Cependant, ce père, ainsi que le gouvernement palestinien et l'organisation israélienne B'Tselem qui a joué un rôle prépondérant dans cette affaire retentissante ont refusé de porter au crédit d'Israël le procès du sergent, une exception selon eux parmi une multitude d'actes israéliens restant impunis.

« Un verdict juste, selon moi, serait semblable à celui que reçoivent nos fils: la prison à vie, sans libération anticipée », a dit à la presse Yousri al-Sharif, le père du Palestinien tué.

« Mais, ici, Israël juge son propre fils. Alors il est possible qu'il se montre clément. C'est normal. Mais nous espérons un verdict équitable, si Dieu le veut », a-t-il dit à Hébron.
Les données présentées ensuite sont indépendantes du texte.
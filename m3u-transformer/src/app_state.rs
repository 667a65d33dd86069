use std::sync::Arc;

use anyhow::Result;
use log::info;
use reqwest::{Client, Proxy};

use crate::{
    Config, HttpConfig,
    storage::{CachedSource, CachedTransformationStorage, FileTransformationStorage},
};

pub type AppStateRef = Arc<AppState>;
pub struct AppState {
    pub config: Arc<Config>,
    pub storage: CachedTransformationStorage,
    pub source: CachedSource,
}

fn build_http_client(config: &HttpConfig) -> Result<Client> {
    let mut builder = Client::builder();

    if let Some(user_agent) = &config.user_agent {
        builder = builder.user_agent(user_agent)
    }

    match &config.proxy {
        Some(proxy) => {
            info!("With proxy: {}", proxy);
            builder = builder.proxy(Proxy::all(proxy)?);
        }
        None => builder = builder.no_proxy(),
    }

    Ok(builder.build()?)
}

impl AppState {
    pub async fn new(config: Config) -> Result<Self> {
        let config = Arc::new(config);

        let storage = CachedTransformationStorage::new(
            FileTransformationStorage::new(&config.storage_dir).await?,
        );
        let source = CachedSource::new(
            build_http_client(&config.http)?,
            &config.source_cache_dir,
        )
        .await?;
        info!(
            "Playlists stored in {}, sources cached in {}",
            config.storage_dir, config.source_cache_dir
        );

        Ok(Self {
            config,
            storage,
            source,
        })
    }
}
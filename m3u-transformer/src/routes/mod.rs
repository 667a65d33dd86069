use axum::{
    Router,
    routing::{get, post},
};

use crate::AppStateRef;

mod playlist;

pub use playlist::PLAYLIST_CONTENT_TYPE;

pub fn get_routes(app_state: &AppStateRef) -> Router {
    Router::new()
        .route("/playlist", post(playlist::create_playlist))
        .route(
            "/playlist/{id}",
            get(playlist::get_playlist).put(playlist::update_playlist),
        )
        .with_state(app_state.clone())
}
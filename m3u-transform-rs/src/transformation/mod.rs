//! Pure transformations over playlist items and whole playlists.
//!
//! Item transformations never modify an item in place; they return the item
//! wrapped in an overlay carrying the new attribute values. Playlist
//! transformations consume an ordered item list and produce another one.

mod filter;
mod item;
mod playlist;
mod select;

pub use filter::*;
pub use item::*;
pub use playlist::*;
pub use select::*;
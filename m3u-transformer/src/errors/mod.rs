use axum::http::StatusCode;

/// Errors that know which response status they stand for
pub trait HttpStatus {
    fn status_code(&self) -> StatusCode;
}

/// Maps an error to its own status code, logging server errors at `error`
/// and the rest at `warn`.
///
/// ```ignore
/// state.storage.get(&id).await.map_err(status_with_log!("Load playlist"))?;
/// ```
#[macro_export]
macro_rules! status_with_log {
    () => {
        $crate::status_with_log!("Request failed")
    };

    ($position:expr) => {
        |e| {
            use log::{error, warn};
            use $crate::errors::HttpStatus;

            let status_code = e.status_code();
            if status_code.is_server_error() {
                error!("{}: {}", $position, e);
            } else {
                warn!("{}: {}", $position, e);
            }
            status_code
        }
    };
}

pub use status_with_log;
use std::time::Instant;

use axum::{
    extract::{Path, State},
    http::{StatusCode, header},
    response::{IntoResponse, Response},
};
use log::{debug, info};

use crate::{
    AppStateRef, status_with_log,
    transfer::{parse_playlist_async, transform_playlist_async},
};

pub const PLAYLIST_CONTENT_TYPE: &str = "audio/x-mpegurl";

pub async fn create_playlist(
    State(state): State<AppStateRef>,
    body: String,
) -> Result<Response, StatusCode> {
    let id = state
        .storage
        .create(&body)
        .await
        .map_err(status_with_log!("Create playlist"))?;

    Ok((StatusCode::CREATED, id).into_response())
}

pub async fn update_playlist(
    State(state): State<AppStateRef>,
    Path(id): Path<String>,
    body: String,
) -> Result<Response, StatusCode> {
    state
        .storage
        .update(&id, &body)
        .await
        .map_err(status_with_log!("Update playlist"))?;

    Ok(StatusCode::NO_CONTENT.into_response())
}

pub async fn get_playlist(
    State(state): State<AppStateRef>,
    Path(id): Path<String>,
) -> Result<Response, StatusCode> {
    let document = state
        .storage
        .get(&id)
        .await
        .map_err(status_with_log!("Load playlist"))?;

    let started = Instant::now();
    let data = state
        .source
        .fetch(&document.url)
        .await
        .map_err(status_with_log!("Fetch source"))?;
    let fetched = Instant::now();
    debug!("Fetched {} in {:?}", document.url, fetched - started);

    let playlist = parse_playlist_async(data)
        .await
        .map_err(status_with_log!("Parse source"))?;
    let parsed = Instant::now();
    debug!("Parsed {} items in {:?}", playlist.len(), parsed - fetched);

    let playlist = transform_playlist_async(playlist, document.clone())
        .await
        .map_err(status_with_log!("Transform playlist"))?;
    let transformed = Instant::now();
    debug!(
        "Transformed into {} items in {:?}",
        playlist.len(),
        transformed - parsed
    );

    let body = playlist.to_string();
    let written = Instant::now();
    debug!("Wrote {} bytes in {:?}", body.len(), written - transformed);
    info!("Playlist {} rendered in {:?}", id, written - started);

    Ok(([(header::CONTENT_TYPE, PLAYLIST_CONTENT_TYPE)], body).into_response())
}
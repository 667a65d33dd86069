use std::{error::Error, fmt::Display, str::Utf8Error, sync::Arc};

use axum::http::StatusCode;
use bytes::Bytes;
use m3u_transform_rs::{ParseError, format::M3uPlaylist};
use tokio::task::JoinError;

use crate::{errors::HttpStatus, transfer::TransformedPlaylist};

/// Failures between a fetched source body and the rendered playlist
#[derive(Debug)]
pub enum RenderError {
    Malformed(ParseError),
    InvalidEncoding(Utf8Error),
    Interrupted(JoinError),
}

impl Display for RenderError {
    fn fmt(&self, f: &mut std::fmt::Formatter<'_>) -> std::fmt::Result {
        match self {
            Self::Malformed(e) => write!(f, "Source playlist is malformed: {}", e),
            Self::InvalidEncoding(e) => write!(f, "Source playlist is not valid UTF-8: {}", e),
            Self::Interrupted(e) => write!(f, "Rendering task failed: {}", e),
        }
    }
}

impl Error for RenderError {}

impl HttpStatus for RenderError {
    fn status_code(&self) -> StatusCode {
        match self {
            Self::Malformed(_) | Self::InvalidEncoding(_) => StatusCode::BAD_GATEWAY,
            Self::Interrupted(_) => StatusCode::INTERNAL_SERVER_ERROR,
        }
    }
}

impl From<JoinError> for RenderError {
    fn from(value: JoinError) -> Self {
        Self::Interrupted(value)
    }
}

impl From<ParseError> for RenderError {
    fn from(value: ParseError) -> Self {
        Self::Malformed(value)
    }
}

impl From<Utf8Error> for RenderError {
    fn from(value: Utf8Error) -> Self {
        Self::InvalidEncoding(value)
    }
}

/// Decodes and parses a source body off the async workers
pub async fn parse_playlist_async(data: Bytes) -> Result<M3uPlaylist, RenderError> {
    tokio::task::spawn_blocking(move || -> Result<M3uPlaylist, RenderError> {
        let text = std::str::from_utf8(&data)?;
        Ok(text.parse::<M3uPlaylist>()?)
    })
    .await?
}

pub async fn transform_playlist_async(
    playlist: M3uPlaylist,
    document: Arc<TransformedPlaylist>,
) -> Result<M3uPlaylist, RenderError> {
    Ok(tokio::task::spawn_blocking(move || playlist.transform(document.pipeline.as_ref())).await?)
}
use std::{env, sync::Arc};

use anyhow::Result;
use log::{info, warn};
use m3u_transformer::{AppState, load_config, routes};
use tokio::net::TcpListener;

const CONFIG_PATH_VAR: &str = "MT_CONFIG_PATH";
const DEFAULT_CONFIG_PATH: &str = "config.yml";

async fn shutdown_signal() {
    if let Err(e) = tokio::signal::ctrl_c().await {
        warn!("Cannot listen for Ctrl-C: {}", e);
        std::future::pending::<()>().await;
    }
    info!("Shutting down");
}

#[tokio::main]
async fn main() -> Result<()> {
    env_logger::init();

    let config_path =
        env::var(CONFIG_PATH_VAR).unwrap_or_else(|_| DEFAULT_CONFIG_PATH.to_owned());
    info!("Loading config from {}", config_path);
    let app_state = Arc::new(AppState::new(load_config(&config_path)?).await?);

    let listener = TcpListener::bind(&app_state.config.listen_addr).await?;
    info!("Serving playlists on {}", listener.local_addr()?);
    axum::serve(listener, routes::get_routes(&app_state))
        .with_graceful_shutdown(shutdown_signal())
        .await?;

    Ok(())
}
Autour de la famille d'Abdel Fattah al-Sharif s'étaient réunies les familles d'autres assaillants palestiniens présumés abattus par les forces israéliennes et dont Israël refuse selon elles de restituer les corps. Des participants sont venus à la conférence de presse avec des affiches montrant Elor Azaria devant le tribunal israélien, avec l'inscription « wanted » en rouge.

Les faits survenus le 24 mars 2016 avaient été capturés par la vidéo crue d'un activiste propalestinien de B'Tselem, une ONG de défense des droits de l'homme qui a refusé de se satisfaire de la déclaration de culpabilité d'Elor Azaria.

Ce jugement « ne doit pas faire oublier que l'appareil mettant en oeuvre la justice militaire israélienne passe son temps à étouffer les cas de Palestiniens tués ou blessés par des membres des forces de sécurité sans avoir à en rendre compte », a réagi Amit Gilutz, porte-parole de l'ONG.